Provided information:
use tracing::{error, info, warn};

use crate::{
    error::{FailureKind, LocationError},
    location::{LocationProvider, Permission},
    provider::WeatherService,
    state::ViewState,
};

type Observer = Box<dyn FnMut(&ViewState) + Send>;

/// Owns the screen state and runs the location-then-weather flow.
pub struct WeatherController<L, W> {
    location: L,
    weather: W,
    state: ViewState,
    observer: Option<Observer>,
}

impl<L, W> std::fmt::Debug for WeatherController<L, W>
where
    L: std::fmt::Debug,
    W: std::fmt::Debug,
{
    fn fmt(&self, f: &mut std::fmt::Formatter<'_>) -> std::fmt::Result {
        f.debug_struct("WeatherController")
            .field("location", &self.location)
            .field("weather", &self.weather)
            .field("state", &self.state)
            .finish_non_exhaustive()
    }
}

impl<L: LocationProvider, W: WeatherService> WeatherController<L, W> {
    pub fn new(location: L, weather: W) -> Self {
        Self {
            location,
            weather,
            state: ViewState::new(),
            observer: None,
        }
    }

    /// Called with the new state after every transition.
    pub fn with_observer(mut self, observer: impl FnMut(&ViewState) + Send + 'static) -> Self {
        self.observer = Some(Box::new(observer));
        self
    }

    pub fn state(&self) -> &ViewState {
        &self.state
    }

    /// Ask for permission, take a high-accuracy fix, then fetch the weather
    /// there. Failures end the attempt and are only logged; the program goes on.
    pub async fn refresh(&mut self) -> &ViewState {
        let (next, id) = self.state.begin();
        self.set(next);

        match self.location.request_permission().await {
            Ok(Permission::Granted) => {}
            Ok(Permission::Denied) => {
                warn!("Permission denied for location");
                self.set(self.state.failed(id, FailureKind::PermissionDenied));
                return &self.state;
            }
            Err(e) => {
                error!("Location permission request failed: {e}");
                self.set(self.state.failed(id, FailureKind::from(&e)));
                return &self.state;
            }
        }

        let at = match self.location.current_position().await {
            Ok(at) => at,
            Err(e) => {
                log_location_error(&e);
                self.set(self.state.failed(id, FailureKind::from(&e)));
                return &self.state;
            }
        };
        info!(%at, "Position fix acquired");
        self.set(self.state.located(id, at));

        match self.weather.current(&at).await {
            Ok(report) => {
                info!(place = %report.place, "Weather updated");
                self.set(self.state.completed(id, report));
            }
            Err(e) => {
                error!("Weather lookup failed: {e}");
                self.set(self.state.failed(id, FailureKind::from(&e)));
            }
        }

        &self.state
    }

    fn set(&mut self, next: ViewState) {
        self.state = next;
        if let Some(observer) = self.observer.as_mut() {
            observer(&self.state);
        }
    }
}

fn log_location_error(e: &LocationError) {
    match e {
        LocationError::PermissionDenied => warn!("Permission denied for location"),
        other => error!("Could not get current position: {other}"),
    }
}

#[cfg(test)]
mod tests {
    use super::*;
    use crate::{
        error::WeatherError,
        model::{Condition, Coordinate, WeatherReport},
        state::Phase,
    };
    use async_trait::async_trait;
    use std::sync::{Arc, Mutex};

    #[derive(Debug)]
    struct Scripted {
        permission: Permission,
        fix: Option<Coordinate>,
    }

    #[async_trait]
    impl LocationProvider for Scripted {
        async fn request_permission(&self) -> Result<Permission, LocationError> {
            Ok(self.permission)
        }

        async fn current_position(&self) -> Result<Coordinate, LocationError> {
            self.fix.ok_or_else(|| LocationError::Unavailable("no fix".into()))
        }
    }

    #[derive(Debug, Default)]
    struct Recording {
        seen: Mutex<Vec<Coordinate>>,
        fail: bool,
    }

    #[async_trait]
    impl WeatherService for Arc<Recording> {
        async fn current(&self, at: &Coordinate) -> Result<WeatherReport, WeatherError> {
            self.seen.lock().unwrap().push(*at);
            if self.fail {
                return Err(WeatherError::Malformed("boom".into()));
            }
            Ok(WeatherReport {
                place: "Helsinki".into(),
                temperature_c: 5.2,
                conditions: vec![Condition { description: "clear sky".into(), icon: "01d".into() }],
                wind_speed_mps: 3.1,
                observed_at: None,
            })
        }
    }

    fn granted() -> Scripted {
        Scripted { permission: Permission::Granted, fix: Some(Coordinate::new(60.17, 24.94)) }
    }

    #[tokio::test]
    async fn granted_flow_fetches_weather_at_fix() {
        let service = Arc::new(Recording::default());
        let mut controller = WeatherController::new(granted(), service.clone());

        let state = controller.refresh().await;

        assert_eq!(state.phase(), Phase::Ready);
        assert!(!state.is_loading());
        assert_eq!(*service.seen.lock().unwrap(), vec![Coordinate::new(60.17, 24.94)]);
    }

    #[tokio::test]
    async fn denied_flow_never_reaches_weather_service() {
        let service = Arc::new(Recording::default());
        let location = Scripted { permission: Permission::Denied, fix: None };
        let mut controller = WeatherController::new(location, service.clone());

        let state = controller.refresh().await;

        assert_eq!(state.phase(), Phase::Failed(FailureKind::PermissionDenied));
        assert!(state.weather().is_none());
        assert!(service.seen.lock().unwrap().is_empty());
    }

    #[tokio::test]
    async fn missing_fix_clears_loading() {
        let service = Arc::new(Recording::default());
        let location = Scripted { permission: Permission::Granted, fix: None };
        let mut controller = WeatherController::new(location, service);

        let state = controller.refresh().await;

        assert_eq!(state.phase(), Phase::Failed(FailureKind::LocationUnavailable));
        assert!(!state.is_loading());
        assert!(state.location().is_none());
    }

    #[tokio::test]
    async fn weather_failure_keeps_location() {
        let service = Arc::new(Recording { fail: true, ..Default::default() });
        let mut controller = WeatherController::new(granted(), service);

        let state = controller.refresh().await;

        assert_eq!(state.phase(), Phase::Failed(FailureKind::MalformedResponse));
        assert_eq!(state.location(), Some(Coordinate::new(60.17, 24.94)));
        assert!(state.weather().is_none());
    }

    #[tokio::test]
    async fn observer_sees_every_phase() {
        let phases = Arc::new(Mutex::new(Vec::new()));
        let sink = phases.clone();
        let mut controller = WeatherController::new(granted(), Arc::new(Recording::default()))
            .with_observer(move |s| sink.lock().unwrap().push(s.phase()));

        controller.refresh().await;

        assert_eq!(
            *phases.lock().unwrap(),
            vec![Phase::RequestingLocation, Phase::FetchingWeather, Phase::Ready]
        );
    }
}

Your instructions:
One line above contains "Permission::Granted, fix: None". Output that line and each one after it, word for word, and nothing else.

Result of the exercise:
        let location = Scripted { permission: Permission::Granted, fix: None };
        let mut controller = WeatherController::new(location, service);

        let state = controller.refresh().await;

        assert_eq!(state.phase(), Phase::Failed(FailureKind::LocationUnavailable));
        assert!(!state.is_loading());
        assert!(state.location().is_none());
    }

    #[tokio::test]
    async fn weather_failure_keeps_location() {
        let service = Arc::new(Recording { fail: true, ..Default::default() });
        let mut controller = WeatherController::new(granted(), service);

        let state = controller.refresh().await;

        assert_eq!(state.phase(), Phase::Failed(FailureKind::MalformedResponse));
        assert_eq!(state.location(), Some(Coordinate::new(60.17, 24.94)));
        assert!(state.weather().is_none());
    }

    #[tokio::test]
    async fn observer_sees_every_phase() {
        let phases = Arc::new(Mutex::new(Vec::new()));
        let sink = phases.clone();
        let mut controller = WeatherController::new(granted(), Arc::new(Recording::default()))
            .with_observer(move |s| sink.lock().unwrap().push(s.phase()));

        controller.refresh().await;

        assert_eq!(
            *phases.lock().unwrap(),
            vec![Phase::RequestingLocation, Phase::FetchingWeather, Phase::Ready]
        );
    }
}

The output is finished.